**Records provided:**

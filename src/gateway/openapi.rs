//! OpenAPI / Swagger UI Documentation
//!
//! - Swagger UI: `http://localhost:8080/docs`
//! - OpenAPI JSON: `http://localhost:8080/api-docs/openapi.json`

use utoipa::openapi::security::{Http, HttpAuthScheme, SecurityScheme};
use utoipa::{Modify, OpenApi};

use crate::claim::ClaimReceipt;
use crate::gateway::handlers::{ClaimApiRequest, ErrorDetail, ErrorResponse, HealthResponse};

/// Bearer-token authentication security scheme
struct SecurityAddon;

impl Modify for SecurityAddon {
    fn modify(&self, openapi: &mut utoipa::openapi::OpenApi) {
        if let Some(components) = openapi.components.as_mut() {
            components.add_security_scheme(
                "bearer_auth",
                SecurityScheme::Http(
                    Http::builder()
                        .scheme(HttpAuthScheme::Bearer)
                        .bearer_format("JWT")
                        .description(Some(
                            "JWT issued by the identity provider; `sub` is the caller uid.",
                        ))
                        .build(),
                ),
            );
        }
    }
}

/// Main API Documentation struct
#[derive(OpenApi)]
#[openapi(
    info(
        title = "Offer Claim API",
        version = "1.0.0",
        description = "Claim a spot on an offer: transfers the per-claim payout from the offer's creator to the caller, atomically.",
        license(name = "MIT")
    ),
    servers(
        (url = "http://localhost:8080", description = "Development"),
    ),
    paths(
        crate::gateway::handlers::health_check,
        crate::gateway::handlers::claim_offer,
    ),
    components(
        schemas(
            ClaimApiRequest,
            ClaimReceipt,
            ErrorResponse,
            ErrorDetail,
            HealthResponse,
        )
    ),
    modifiers(&SecurityAddon),
    tags(
        (name = "Claim", description = "Offer claim operation (auth required)"),
        (name = "System", description = "Health checks")
    )
)]
pub struct ApiDoc;
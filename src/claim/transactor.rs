//! Claim Transactor
//!
//! Executes the atomic claim: read a consistent snapshot of the offer and
//! the two accounts, enforce the business preconditions, and stage three
//! writes that the store applies together or not at all.
//!
//! The attempt body has no side effects outside the commit, so it is safe
//! to re-run. A commit-time write conflict (some guarded record changed
//! since the read) retries the whole attempt against a fresh snapshot, up
//! to a bounded budget; exhaustion surfaces as [`ClaimError::Aborted`].

use std::sync::Arc;

use super::error::ClaimError;
use super::types::{ClaimCommand, ClaimReceipt};
use crate::store::{AccountWrite, ClaimCommit, ClaimStore, OfferWrite, StoreError};

/// Default commit-retry budget per invocation.
pub const DEFAULT_MAX_COMMIT_ATTEMPTS: u32 = 5;

enum Attempt {
    Committed,
    Conflicted,
}

/// Runs validated claim commands against an injected store.
///
/// Constructed once at bootstrap and shared; holds no per-invocation
/// state.
#[derive(Clone)]
pub struct ClaimTransactor {
    store: Arc<dyn ClaimStore>,
    max_commit_attempts: u32,
}

impl ClaimTransactor {
    pub fn new(store: Arc<dyn ClaimStore>) -> Self {
        Self::with_attempts(store, DEFAULT_MAX_COMMIT_ATTEMPTS)
    }

    pub fn with_attempts(store: Arc<dyn ClaimStore>, max_commit_attempts: u32) -> Self {
        Self {
            store,
            max_commit_attempts: max_commit_attempts.max(1),
        }
    }

    /// Execute one claim to completion.
    ///
    /// Business failures (missing records, exhausted spots, insufficient
    /// funds) are terminal for the invocation and abort with no writes.
    /// Only commit conflicts retry.
    pub async fn claim(&self, cmd: &ClaimCommand) -> Result<ClaimReceipt, ClaimError> {
        for attempt in 1..=self.max_commit_attempts {
            match self.try_claim(cmd).await? {
                Attempt::Committed => {
                    tracing::info!(
                        offer_id = %cmd.offer_id,
                        claimer_uid = %cmd.claimer_uid,
                        "claim committed"
                    );
                    return Ok(ClaimReceipt::ok());
                }
                Attempt::Conflicted => {
                    tracing::debug!(
                        offer_id = %cmd.offer_id,
                        attempt,
                        "claim commit conflicted, retrying with fresh snapshot"
                    );
                }
            }
        }

        tracing::warn!(
            offer_id = %cmd.offer_id,
            attempts = self.max_commit_attempts,
            "claim aborted: retry budget exhausted"
        );
        Err(ClaimError::Aborted)
    }

    /// One optimistic attempt: snapshot, check, stage, commit.
    async fn try_claim(&self, cmd: &ClaimCommand) -> Result<Attempt, ClaimError> {
        let offer = self
            .store
            .load_offer(&cmd.offer_id)
            .await?
            .ok_or(ClaimError::OfferNotFound)?;

        // Every field below comes from this attempt's snapshot.
        let amount = offer.record.amount_per_claim_cents;
        let creator_uid = &offer.record.creator_uid;

        if offer.record.is_exhausted() {
            return Err(ClaimError::SpotsExhausted);
        }

        let (sender, claimer) = tokio::try_join!(
            self.store.load_account(creator_uid),
            self.store.load_account(&cmd.claimer_uid),
        )?;
        let (Some(sender), Some(claimer)) = (sender, claimer) else {
            return Err(ClaimError::AccountMissing);
        };

        if sender.record.balance_cents < amount {
            return Err(ClaimError::InsufficientFunds);
        }

        let accounts = if *creator_uid == cmd.claimer_uid {
            // Creator claiming their own offer: the debit and credit land
            // on the same record and net to zero. One guarded write keeps
            // the record from being version-checked twice.
            vec![AccountWrite {
                uid: creator_uid.clone(),
                expected_version: sender.version,
                delta_cents: 0,
            }]
        } else {
            vec![
                AccountWrite {
                    uid: creator_uid.clone(),
                    expected_version: sender.version,
                    delta_cents: -amount,
                },
                AccountWrite {
                    uid: cmd.claimer_uid.clone(),
                    expected_version: claimer.version,
                    delta_cents: amount,
                },
            ]
        };

        let commit = ClaimCommit {
            offer: OfferWrite {
                offer_id: cmd.offer_id.clone(),
                expected_version: offer.version,
                claimed_count: offer.record.claimed_count + 1,
            },
            accounts,
        };

        match self.store.commit(commit).await {
            Ok(()) => Ok(Attempt::Committed),
            Err(StoreError::WriteConflict) => Ok(Attempt::Conflicted),
            Err(e) => Err(e.into()),
        }
    }
}
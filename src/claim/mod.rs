//! Offer Claim Core
//!
//! One remote-callable operation: an authenticated user claims a spot on
//! an offer, moving `amount_per_claim_cents` from the offer's creator to
//! the claimer.
//!
//! # Flow
//!
//! ```text
//! caller → validator (auth + payload shape) → transactor → store commit
//! ```
//!
//! # Safety Invariants
//!
//! 1. **All-or-Nothing**: the three writes (count, debit, credit) commit
//!    together or not at all
//! 2. **Snapshot-Bound**: every precondition is checked against the same
//!    snapshot the writes are guarded by
//! 3. **Re-executable**: the attempt body has no side effects outside the
//!    commit, so conflict retries are safe
//! 4. **No Over-Grant**: `claimed_count` never exceeds `max_claims` and
//!    the sender balance never goes below what the claims paid out
//!
//! There is deliberately no per-user dedup: the same user may claim one
//! offer repeatedly until its slots run out.

pub mod error;
pub mod transactor;
pub mod types;
pub mod validator;

#[cfg(test)]
mod integration_tests;

// Re-exports for convenience
pub use error::{ClaimError, ErrorKind};
pub use transactor::{ClaimTransactor, DEFAULT_MAX_COMMIT_ATTEMPTS};
pub use types::{ClaimCommand, ClaimReceipt, Offer, UserAccount};
pub use validator::validate_claim_request;
use std::sync::Arc;

use crate::auth::AuthVerifier;
use crate::claim::ClaimTransactor;
use crate::store::ClaimStore;

/// Shared gateway state, built once at bootstrap.
///
/// The store client is constructed a single time and injected everywhere;
/// there is no process-global storage handle.
pub struct AppState {
    /// Record store (also used directly by health and mock endpoints)
    pub store: Arc<dyn ClaimStore>,
    /// The claim core
    pub transactor: ClaimTransactor,
    /// Bearer-token verification
    pub auth: AuthVerifier,
}

impl AppState {
    pub fn new(store: Arc<dyn ClaimStore>, auth: AuthVerifier, max_commit_attempts: u32) -> Self {
        let transactor = ClaimTransactor::with_attempts(store.clone(), max_commit_attempts);
        Self {
            store,
            transactor,
            auth,
        }
    }
}
//! HTTP Gateway
//!
//! One authenticated operation plus health and docs. The identity
//! middleware resolves bearer tokens to a caller uid; the claim handler
//! validates and hands off to the transactor.

pub mod handlers;
pub mod openapi;
pub mod state;

use axum::{
    Router,
    middleware::from_fn_with_state,
    routing::{get, post},
};
use std::sync::Arc;
use tokio::net::TcpListener;

use utoipa::OpenApi;
use utoipa_swagger_ui::SwaggerUi;

use crate::auth::middleware::identity_middleware;
use state::AppState;

/// Start the HTTP gateway server
pub async fn run_server(host: &str, port: u16, state: Arc<AppState>) {
    let claim_routes = Router::new()
        .route("/offer/claim", post(handlers::claim_offer))
        .layer(from_fn_with_state(state.clone(), identity_middleware));

    let app = Router::new()
        .route("/api/v1/health", get(handlers::health_check))
        .nest("/api/v1", claim_routes);

    // [SECURITY] Mock API routes - only compiled when 'mock-api' feature is
    // enabled. Production builds MUST be compiled with
    // `--no-default-features` to exclude this.
    #[cfg(feature = "mock-api")]
    let app = app.nest(
        "/internal/mock",
        Router::new()
            .route("/offer", post(handlers::mock::put_offer))
            .route("/account", post(handlers::mock::put_account))
            .route("/token", post(handlers::mock::issue_token)),
    );

    let app = app
        .with_state(state)
        .merge(SwaggerUi::new("/docs").url("/api-docs/openapi.json", openapi::ApiDoc::openapi()));

    let addr = format!("{}:{}", host, port);
    let listener = match TcpListener::bind(&addr).await {
        Ok(l) => l,
        Err(e) => {
            eprintln!("❌ FATAL: Failed to bind to {}: {}", addr, e);
            eprintln!(
                "   Hint: Port {} may already be in use. Check with: lsof -i :{}",
                port, port
            );
            std::process::exit(1);
        }
    };

    println!("🚀 Gateway listening on http://{}", addr);
    println!("📖 API Docs: http://{}/docs", addr);
    #[cfg(feature = "mock-api")]
    println!("🧪 Mock API:  /internal/mock/* (dev builds only)");

    if let Err(e) = axum::serve(listener, app).await {
        eprintln!("❌ FATAL: Server error: {}", e);
        std::process::exit(1);
    }
}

**Activity:** Check every line of the data above for the string "FATAL", and copy those that have it.

**Solution for this exercise:**
            eprintln!("❌ FATAL: Failed to bind to {}: {}", addr, e);
        eprintln!("❌ FATAL: Server error: {}", e);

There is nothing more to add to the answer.